Ukrainians under the bombs


Maria Adveeva wears two months under the bombs. It is the time that adds up to the war in his city and in the Ukraine. From the town where she was born, Kharkov, this researcher specialized in Communication has not wanted to leave. Upside down. With the outbreak of the conflict, Adveeva made the decision to go out every day and keep a diary to document the atrocities of the confrontation. He is also looking for signs of war crimes and preserving evidence that demonstrates the devastation his country is suffering.

Adveeva explains it without diplomacy and without the nuances that only times of peace allow. “I understand that now many people are in danger of life and mine is just a grain of sand,” he says. “My goal is for the international community to listen to us, to get more help for Ukraine, also more weapons. We have to win the war,” she details.

Many Ukrainian women have made the difficult decision to leave the country since the beginning of the conflict started in Ukraine by Russian President Vladimir Putin. They are today the vast majority -along with children and the elderly- of the more than 5 million displaced accounted for by the UN refugee agency (UNHCR), which is due to the fact that the Ukrainian government prohibits men of working age from leaving the country.

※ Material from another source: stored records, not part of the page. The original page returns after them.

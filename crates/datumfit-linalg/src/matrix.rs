//! Dense row-major matrix arithmetic for small least-squares systems.
//!
//! The adjustment pipeline builds tall design matrices (two rows per
//! control point, six columns), reduces them to 6x6 normal equations and
//! inverts those by Gauss-Jordan elimination with partial pivoting. The
//! [`Mat`] type here covers exactly that workload: plain `f64` storage,
//! allocating operations that never mutate their inputs, and singular
//! systems reported as errors instead of garbage values.

use std::ops::{Index, IndexMut};

use thiserror::Error;

/// Pivot magnitude below which a column is treated as numerically zero
/// during Gauss-Jordan elimination.
pub const PIVOT_EPSILON: f64 = 1e-10;

/// Error types for matrix operations.
#[derive(Debug, Error, PartialEq)]
pub enum MatError {
    /// Matrix constructed with a zero row or column count.
    #[error("matrix dimensions must be non-zero, got {rows}x{cols}")]
    InvalidShape {
        /// Requested number of rows.
        rows: usize,
        /// Requested number of columns.
        cols: usize,
    },

    /// Matrix shape does not match the provided data.
    #[error("shape mismatch: expected {expected} elements, got {actual}")]
    ShapeMismatch {
        /// Number of elements the shape requires.
        expected: usize,
        /// Actual number of elements in the data.
        actual: usize,
    },

    /// Inner dimensions are incompatible for a matrix product.
    #[error("dimension mismatch: cannot multiply {lhs_rows}x{lhs_cols} by {rhs_rows}x{rhs_cols}")]
    DimensionMismatch {
        /// Rows of the left-hand matrix.
        lhs_rows: usize,
        /// Columns of the left-hand matrix.
        lhs_cols: usize,
        /// Rows of the right-hand matrix.
        rhs_rows: usize,
        /// Columns of the right-hand matrix.
        rhs_cols: usize,
    },

    /// Operation requires a square matrix.
    #[error("matrix is not square: {rows}x{cols}")]
    NotSquare {
        /// Number of rows.
        rows: usize,
        /// Number of columns.
        cols: usize,
    },

    /// No usable pivot was found during elimination.
    #[error("matrix is singular to working precision")]
    Singular,
}

/// Dense row-major matrix of `f64` values.
///
/// The backing buffer always holds exactly `rows * cols` elements, with
/// element `(i, j)` stored at offset `i * cols + j`. Matrices are plain
/// values: operations allocate fresh outputs and leave their inputs
/// untouched.
#[derive(Debug, Clone, PartialEq)]
pub struct Mat {
    rows: usize,
    cols: usize,
    data: Vec<f64>,
}

impl Mat {
    /// Creates a matrix of the given shape with every element set to zero.
    ///
    /// # Arguments
    ///
    /// * `rows` - Number of rows, must be non-zero.
    /// * `cols` - Number of columns, must be non-zero.
    pub fn zeros(rows: usize, cols: usize) -> Result<Self, MatError> {
        if rows == 0 || cols == 0 {
            return Err(MatError::InvalidShape { rows, cols });
        }
        Ok(Self {
            rows,
            cols,
            data: vec![0.0; rows * cols],
        })
    }

    /// Creates a matrix of the given shape from row-major data.
    ///
    /// # Arguments
    ///
    /// * `rows` - Number of rows, must be non-zero.
    /// * `cols` - Number of columns, must be non-zero.
    /// * `data` - Row-major elements, must hold `rows * cols` values.
    pub fn from_vec(rows: usize, cols: usize, data: Vec<f64>) -> Result<Self, MatError> {
        if rows == 0 || cols == 0 {
            return Err(MatError::InvalidShape { rows, cols });
        }
        if data.len() != rows * cols {
            return Err(MatError::ShapeMismatch {
                expected: rows * cols,
                actual: data.len(),
            });
        }
        Ok(Self { rows, cols, data })
    }

    /// Creates the `n x n` identity matrix.
    pub fn identity(n: usize) -> Result<Self, MatError> {
        let mut mat = Self::zeros(n, n)?;
        for i in 0..n {
            mat.data[i * n + i] = 1.0;
        }
        Ok(mat)
    }

    /// Returns the number of rows.
    pub fn rows(&self) -> usize {
        self.rows
    }

    /// Returns the number of columns.
    pub fn cols(&self) -> usize {
        self.cols
    }

    /// Returns the shape as `(rows, cols)`.
    pub fn shape(&self) -> (usize, usize) {
        (self.rows, self.cols)
    }

    /// Returns the element at `(row, col)`, or `None` when out of bounds.
    pub fn get(&self, row: usize, col: usize) -> Option<f64> {
        if row < self.rows && col < self.cols {
            Some(self.data[row * self.cols + col])
        } else {
            None
        }
    }

    /// Returns the row-major elements as a slice.
    pub fn as_slice(&self) -> &[f64] {
        &self.data
    }

    /// Returns the transpose as a new matrix.
    pub fn transpose(&self) -> Self {
        let mut data = vec![0.0; self.data.len()];
        for i in 0..self.rows {
            for j in 0..self.cols {
                data[j * self.rows + i] = self.data[i * self.cols + j];
            }
        }
        Self {
            rows: self.cols,
            cols: self.rows,
            data,
        }
    }

    /// Computes the matrix product `self * rhs`.
    ///
    /// # Arguments
    ///
    /// * `rhs` - Right-hand matrix, its row count must equal `self.cols()`.
    ///
    /// # Returns
    ///
    /// A new `self.rows() x rhs.cols()` matrix.
    pub fn matmul(&self, rhs: &Self) -> Result<Self, MatError> {
        if self.cols != rhs.rows {
            return Err(MatError::DimensionMismatch {
                lhs_rows: self.rows,
                lhs_cols: self.cols,
                rhs_rows: rhs.rows,
                rhs_cols: rhs.cols,
            });
        }
        let mut out = Self::zeros(self.rows, rhs.cols)?;
        for i in 0..self.rows {
            for j in 0..rhs.cols {
                let mut acc = 0.0;
                for k in 0..self.cols {
                    acc += self.data[i * self.cols + k] * rhs.data[k * rhs.cols + j];
                }
                out.data[i * rhs.cols + j] = acc;
            }
        }
        Ok(out)
    }

    /// Computes the inverse by Gauss-Jordan elimination with partial
    /// pivoting.
    ///
    /// The elimination runs on a working copy augmented with an identity
    /// matrix. When a diagonal pivot falls below [`PIVOT_EPSILON`] in
    /// magnitude, the rows below are scanned in order and the first one
    /// with a usable entry in that column is swapped in, so identical
    /// inputs always take identical elimination paths.
    ///
    /// # Returns
    ///
    /// A new matrix holding the inverse.
    ///
    /// # Errors
    ///
    /// Fails with [`MatError::NotSquare`] for rectangular inputs and with
    /// [`MatError::Singular`] when no usable pivot exists for some column.
    pub fn inverse(&self) -> Result<Self, MatError> {
        if self.rows != self.cols {
            return Err(MatError::NotSquare {
                rows: self.rows,
                cols: self.cols,
            });
        }
        let n = self.rows;
        let mut work = self.clone();
        let mut inv = Self::identity(n)?;

        for i in 0..n {
            // swap in the first lower row with a usable pivot
            if work.data[i * n + i].abs() < PIVOT_EPSILON {
                let swap = (i + 1..n)
                    .find(|&k| work.data[k * n + i].abs() > PIVOT_EPSILON)
                    .ok_or(MatError::Singular)?;
                work.swap_rows(i, swap);
                inv.swap_rows(i, swap);
            }

            // normalize the pivot row
            let pivot = work.data[i * n + i];
            for j in 0..n {
                work.data[i * n + j] /= pivot;
                inv.data[i * n + j] /= pivot;
            }

            // eliminate the pivot column from every other row
            for k in 0..n {
                if k == i {
                    continue;
                }
                let factor = work.data[k * n + i];
                for j in 0..n {
                    work.data[k * n + j] -= factor * work.data[i * n + j];
                    inv.data[k * n + j] -= factor * inv.data[i * n + j];
                }
            }
        }

        Ok(inv)
    }

    fn swap_rows(&mut self, a: usize, b: usize) {
        if a == b {
            return;
        }
        for j in 0..self.cols {
            self.data.swap(a * self.cols + j, b * self.cols + j);
        }
    }
}

impl Index<(usize, usize)> for Mat {
    type Output = f64;

    fn index(&self, (row, col): (usize, usize)) -> &Self::Output {
        assert!(
            row < self.rows && col < self.cols,
            "index ({}, {}) out of bounds for {}x{} matrix",
            row,
            col,
            self.rows,
            self.cols
        );
        &self.data[row * self.cols + col]
    }
}

impl IndexMut<(usize, usize)> for Mat {
    fn index_mut(&mut self, (row, col): (usize, usize)) -> &mut Self::Output {
        assert!(
            row < self.rows && col < self.cols,
            "index ({}, {}) out of bounds for {}x{} matrix",
            row,
            col,
            self.rows,
            self.cols
        );
        &mut self.data[row * self.cols + col]
    }
}
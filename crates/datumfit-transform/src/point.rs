//! Ground control point records and the column-order detection used when
//! ingesting them.
//!
//! Survey point lists are commonly exchanged as plain `ID VALUE1 VALUE2`
//! records, and which of the two values is the easting varies by source.
//! The parser here resolves that with a magnitude heuristic tuned to
//! mid-latitude UTM-style zones, where northings run in the millions of
//! meters and eastings stay in the hundreds of thousands.

use serde::{Deserialize, Serialize};

// UTM-style magnitude bounds used by the column-order heuristic. In the
// supported zones northings fall in 3e6..1e7 m and eastings below 1e6 m.
const NORTHING_MIN_M: f64 = 3_000_000.0;
const EASTING_MAX_M: f64 = 1_000_000.0;

/// A ground control point in a projected plane coordinate system.
///
/// `y` is the easting and `x` the northing, both in meters, following the
/// surveying convention where the y axis points east.
#[derive(Debug, Clone, PartialEq, Serialize, Deserialize)]
pub struct PlanePoint {
    /// Point identifier, kept verbatim from the source record.
    pub id: String,
    /// Easting in meters.
    pub y: f64,
    /// Northing in meters.
    pub x: f64,
}

impl PlanePoint {
    /// Creates a new point from identifier, easting and northing.
    pub fn new(id: impl Into<String>, y: f64, x: f64) -> Self {
        Self {
            id: id.into(),
            y,
            x,
        }
    }
}

/// Parses a single whitespace-separated `ID VALUE1 VALUE2` record.
///
/// When the first value exceeds 3,000,000 m while the second stays below
/// 1,000,000 m the record is taken as northing-first and the pair is
/// reordered; every other magnitude combination is read as easting-first
/// verbatim. The rule is specific to zones with the magnitude split
/// described in the module docs and misreads records from outside them.
///
/// Returns `None` for records with fewer than three fields or with
/// non-numeric coordinate fields. Fields past the third are ignored.
pub fn parse_point_record(line: &str) -> Option<PlanePoint> {
    let mut parts = line.split_whitespace();
    let id = parts.next()?;
    let v1 = parts.next()?.parse::<f64>().ok()?;
    let v2 = parts.next()?.parse::<f64>().ok()?;

    // northing-first records get swapped back to (easting, northing)
    let (y, x) = if v1 > NORTHING_MIN_M && v2 < EASTING_MAX_M {
        (v2, v1)
    } else {
        (v1, v2)
    };

    Some(PlanePoint {
        id: id.to_string(),
        y,
        x,
    })
}

/// Parses a block of point records, one record per line.
///
/// Blank lines, `#` comment lines and records [`parse_point_record`]
/// rejects are skipped. Surviving points keep their input order.
pub fn parse_point_list(text: &str) -> Vec<PlanePoint> {
    text.lines()
        .map(str::trim)
        .filter(|line| !line.is_empty() && !line.starts_with('#'))
        .filter_map(parse_point_record)
        .collect()
}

However, many women they have also stayed in the country, even in the eastern areas most affected by the armed conflict. They have done so precisely to avoid leaving their husbands, fathers, children or grandchildren behind, or because, after a lifetime of effort, they refuse to leave their homes. Like Tatiana, a 60-year-old woman from Zaporizhia who turns the paradigm. “This war is terrible, but I have already lived hell with the death of my daughter who got cancer and died in three months,” he explains.

Paradoxically, she is not the only one who thinks this way. Svitlana also says that, that she doesn’t want to leave her city either and that he has given himself to his orthodox faith, the religion of the majority in Ukraine. “I have faith that God will protect us that no missile will fall on our land, that the Virgin of Pokrov has covered us with her mantle and we will be safe“, says this teacher in a school in Zaporizhia, a city located a few kilometers from the Moscow troops.

too high a price

The decision, in areas occupied by Russian forces, has come at a very high price for some. Dozens of women, some very young, have been transformed into spoils of war. This was revealed a few weeks ago with the withdrawal of Russian troops from the outskirts of kyiv. Dozens of bodies of murdered women have been found there -some in unspeakable ways-, with signs of obvious signs of sexual violence. A situation that is still under investigation by Ukrainian and international prosecutors.

In fact, according to figures from the Office of the UN High Commissioner for Human Rights, more than 700 female civilians (out of a total of 2,500 victims) They have lost their lives to shelling or artillery fire since the start of the war in February. However, the number is underestimate for in the areas occupied by Russian forces – for example, in Mariupol, Izium, or Lugansk – investigators do not have full access to information.

The war claimed the lives, for example, of the Sergeant Olena Kushmir, a doctor symbol of the Ukrainian resistance who was helping soldiers, after enlisting as a volunteer, along with other women, in an attempt to defend Mariupol, the martyred port city in southern Ukraine for a week under Russian control. The death of Dr. Kushmir shocked Ukraine, also for his crude words to the world at the beginning of the war. “Don’t feel sorry for me, I am a doctor, a fighter and a Ukrainian, I do my duty,” she had said.

Like her, other Ukrainian women have opted for leave their previous lives and be on the front line. Not only as militia, police or soldiers -which there are also, although they are a minority compared to the larger numbers of men-, but also as volunteers for groups with logistics tasks and distribution of food and medicines. A task that is often not easy in times when humanitarian aid also has to deal with bureaucracy of war and with officials not always free from suspicion of corruption. “I have 24 hours and I want to help everyone I can,” Lia, a member of the territorial defense forces, a group of armed civilians who cooperate with the Ukrainian government in rearguard tasks, responded to this journalist days ago.

The part of the day

Related news

Similarly, in the war in Ukraine, there have also been some women who have stood out because of their affiliation or their political positions, such as Iryna Vereshchuk, Deputy Prime Minister of Ukraine and Minister of the Russian-occupied territories. A law graduate and a highly critical voice of Putin since before the war, Vereshchuk appears regularly on Ukrainian television to give the war report of the day and is considered one of the main strategists of the Ukrainian government.

The Prosecutor General of Ukraine Iryna Venediktova, is another case. His name has become popular as the country has begun to claim that Russia is committing war crimes in Ukraine, a task that involves a long judicial investigation whose outcome is still unclear. Even so, as is often the case, women have also been largely absent from the conflict. An example are the negotiating groups for the peace process between Ukraine and Russiain which the female presence is conspicuous by its scarcity.